*EXERCISE DETAILS*. Return only the lines of the listing below that run from the line with "a computed identity." through the line with "hasher.update(digest);", both ends included, exactly as written.

*DATA UNDER STUDY*.
--------------------------------------------------

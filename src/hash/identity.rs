// Content identity module
// Streams a byte source through a hash function and produces the token
// used to decide whether a file and an object hold the same bytes

use std::fmt;
use std::path::Path;

use md5::{Digest as Md5Digest, Md5};
use serde::{Deserialize, Serialize};
use sha2::{Digest as Sha2Digest, Sha256};
use tokio::io::{AsyncRead, AsyncReadExt};

use crate::error::{Result, SyncError};
use crate::fs::FileSystem;

/// Read buffer used while hashing (1MB)
const HASH_BUFFER_SIZE: usize = 1024 * 1024;

/// Trait for hash algorithm implementations
pub trait Hasher: Send {
    /// Update the hasher with new data
    fn update(&mut self, data: &[u8]);

    /// Finalize the hash and return the result
    fn finalize(self: Box<Self>) -> Vec<u8>;
}

// MD5 wrapper
pub struct Md5Wrapper(Md5);

impl Hasher for Md5Wrapper {
    fn update(&mut self, data: &[u8]) {
        Md5Digest::update(&mut self.0, data);
    }

    fn finalize(self: Box<Self>) -> Vec<u8> {
        Md5Digest::finalize(self.0).to_vec()
    }
}

// SHA-256 wrapper
pub struct Sha256Wrapper(Sha256);

impl Hasher for Sha256Wrapper {
    fn update(&mut self, data: &[u8]) {
        Sha2Digest::update(&mut self.0, data);
    }

    fn finalize(self: Box<Self>) -> Vec<u8> {
        Sha2Digest::finalize(self.0).to_vec()
    }
}

/// Hash algorithm backing a content identity.
#[derive(Debug, Clone, Copy, PartialEq, Eq, Hash, Default, Serialize, Deserialize)]
#[serde(rename_all = "lowercase")]
pub enum HashAlgorithm {
    /// MD5, matching the ETag S3 reports for single-part uploads.
    #[default]
    Md5,
    Sha256,
}

impl HashAlgorithm {
    pub fn hasher(self) -> Box<dyn Hasher> {
        match self {
            HashAlgorithm::Md5 => Box::new(Md5Wrapper(Md5Digest::new())),
            HashAlgorithm::Sha256 => Box::new(Sha256Wrapper(Sha2Digest::new())),
        }
    }

    /// Digest length in bytes
    pub fn output_size(self) -> usize {
        match self {
            HashAlgorithm::Md5 => 16,
            HashAlgorithm::Sha256 => 32,
        }
    }

    pub fn name(self) -> &'static str {
        match self {
            HashAlgorithm::Md5 => "md5",
            HashAlgorithm::Sha256 => "sha256",
        }
    }
}

impl fmt::Display for HashAlgorithm {
    fn fmt(&self, f: &mut fmt::Formatter<'_>) -> fmt::Result {
        f.write_str(self.name())
    }
}

/// How a store derives the identity it reports for an object.
///
/// With a part size, bodies longer than one part are uploaded in parts of
/// exactly that size and the store reports the digest of the concatenated
/// part digests followed by `-<parts>`. Anything up to one part reports the
/// plain digest.
#[derive(Debug, Clone, Copy, PartialEq, Eq, Default)]
pub struct IdentityScheme {
    pub algorithm: HashAlgorithm,
    pub part_size: Option<usize>,
}

impl IdentityScheme {
    pub fn multipart(algorithm: HashAlgorithm, part_size: usize) -> Self {
        Self {
            algorithm,
            part_size: Some(part_size.max(1)),
        }
    }
}

impl From<HashAlgorithm> for IdentityScheme {
    fn from(algorithm: HashAlgorithm) -> Self {
        Self {
            algorithm,
            part_size: None,
        }
    }
}

/// Change-detection token for a file or object.
///
/// Two identities are equal only when both the algorithm and the hex value
/// match. Values reported by a store go through [`ContentIdentity::from_reported`]
/// so quoting artifacts never cause a spurious mismatch.
#[derive(Debug, Clone, PartialEq, Eq, Hash, Serialize, Deserialize)]
pub struct ContentIdentity {
    algorithm: HashAlgorithm,
    value: String,
}

impl ContentIdentity {
    pub fn from_digest(algorithm: HashAlgorithm, digest: &[u8]) -> Self {
        Self {
            algorithm,
            value: bytes_to_hex(digest),
        }
    }

    /// Build an identity from a value reported by a store (an ETag).
    ///
    /// Surrounding quotes and a weak-validator `W/` prefix are removed and
    /// the value is lowercased. Anything that is not a plain digest (e.g. a
    /// multipart ETag like `abc...-3`) is kept verbatim and will never equal
    /// a computed identity.
    pub fn from_reported(algorithm: HashAlgorithm, raw: &str) -> Self {
        let trimmed = raw.trim();
        let trimmed = trimmed.strip_prefix("W/").unwrap_or(trimmed);
        let value = trimmed.trim_matches('"').to_ascii_lowercase();
        Self { algorithm, value }
    }

    /// Identity of a body hashed part by part.
    ///
    /// Zero or one part gives the plain digest; more parts give the digest
    /// of the concatenated part digests with a `-<parts>` suffix.
    pub fn from_parts(algorithm: HashAlgorithm, part_digests: &[Vec<u8>]) -> Self {
        match part_digests {
            [] => Self::from_digest(algorithm, &algorithm.hasher().finalize()),
            [single] => Self::from_digest(algorithm, single),
            parts => {
                let mut hasher = algorithm.hasher();
                for digest in parts {
                    hasher.update(digest);
                }
                Self {
                    algorithm,
                    value: format!("{}-{}", bytes_to_hex(&hasher.finalize()), parts.len()),
                }
            }
        }
    }

    pub fn algorithm(&self) -> HashAlgorithm {
        self.algorithm
    }

    /// Hex-encoded value
    pub fn as_hex(&self) -> &str {
        &self.value
    }

    /// Whether the value looks like a full digest of its algorithm
    pub fn is_plain_digest(&self) -> bool {
        self.value.len() == self.algorithm.output_size() * 2
            && self.value.bytes().all(|b| b.is_ascii_hexdigit())
    }
}

impl fmt::Display for ContentIdentity {
    fn fmt(&self, f: &mut fmt::Formatter<'_>) -> fmt::Result {
        write!(f, "{}:{}", self.algorithm, self.value)
    }
}

/// Incremental hashing that cuts the input into fixed-size parts
struct PartHasher {
    algorithm: HashAlgorithm,
    part_size: usize,
    current: Box<dyn Hasher>,
    filled: usize,
    digests: Vec<Vec<u8>>,
}

impl PartHasher {
    fn new(scheme: IdentityScheme) -> Self {
        Self {
            algorithm: scheme.algorithm,
            part_size: scheme.part_size.filter(|&n| n > 0).unwrap_or(usize::MAX),
            current: scheme.algorithm.hasher(),
            filled: 0,
            digests: Vec::new(),
        }
    }

    fn update(&mut self, mut data: &[u8]) {
        while !data.is_empty() {
            let take = data.len().min(self.part_size - self.filled);
            self.current.update(&data[..take]);
            self.filled += take;
            data = &data[take..];
            if self.filled == self.part_size {
                self.cut();
            }
        }
    }

    fn cut(&mut self) {
        let done = std::mem::replace(&mut self.current, self.algorithm.hasher());
        self.digests.push(done.finalize());
        self.filled = 0;
    }

    fn finish(mut self) -> ContentIdentity {
        if self.filled > 0 {
            self.cut();
        }
        ContentIdentity::from_parts(self.algorithm, &self.digests)
    }
}

/// Hash an async byte stream to the end.
///
/// The stream is consumed once through a fixed buffer; `label` only feeds
/// the error context.
pub async fn compute<R>(
    reader: &mut R,
    scheme: impl Into<IdentityScheme>,
    label: &Path,
) -> Result<ContentIdentity>
where
    R: AsyncRead + Unpin + ?Sized,
{
    let mut hasher = PartHasher::new(scheme.into());
    let mut buffer = vec![0u8; HASH_BUFFER_SIZE];

    loop {
        let bytes_read = reader
            .read(&mut buffer)
            .await
            .map_err(|e| SyncError::io(e, "hashing", label))?;
        if bytes_read == 0 {
            break;
        }
        hasher.update(&buffer[..bytes_read]);
    }

    Ok(hasher.finish())
}

/// Open `path` through the file system capability and hash it.
pub async fn compute_file(
    fs: &dyn FileSystem,
    path: &Path,
    scheme: impl Into<IdentityScheme>,
) -> Result<ContentIdentity> {
    let mut reader = fs
        .open_read(path)
        .await
        .map_err(|e| SyncError::io(e, "opening", path))?;
    compute(&mut reader, scheme, path).await
}

/// Hash an in-memory buffer
pub fn compute_bytes(data: &[u8], scheme: impl Into<IdentityScheme>) -> ContentIdentity {
    let mut hasher = PartHasher::new(scheme.into());
    hasher.update(data);
    hasher.finish()
}

/// Convert bytes to hexadecimal string
fn bytes_to_hex(bytes: &[u8]) -> String {
    bytes.iter().map(|b| format!("{:02x}", b)).collect()
}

--------------------------------------------------

*ANSWER SPACE*.
    /// a computed identity.
    pub fn from_reported(algorithm: HashAlgorithm, raw: &str) -> Self {
        let trimmed = raw.trim();
        let trimmed = trimmed.strip_prefix("W/").unwrap_or(trimmed);
        let value = trimmed.trim_matches('"').to_ascii_lowercase();
        Self { algorithm, value }
    }

    /// Identity of a body hashed part by part.
    ///
    /// Zero or one part gives the plain digest; more parts give the digest
    /// of the concatenated part digests with a `-<parts>` suffix.
    pub fn from_parts(algorithm: HashAlgorithm, part_digests: &[Vec<u8>]) -> Self {
        match part_digests {
            [] => Self::from_digest(algorithm, &algorithm.hasher().finalize()),
            [single] => Self::from_digest(algorithm, single),
            parts => {
                let mut hasher = algorithm.hasher();
                for digest in parts {
                    hasher.update(digest);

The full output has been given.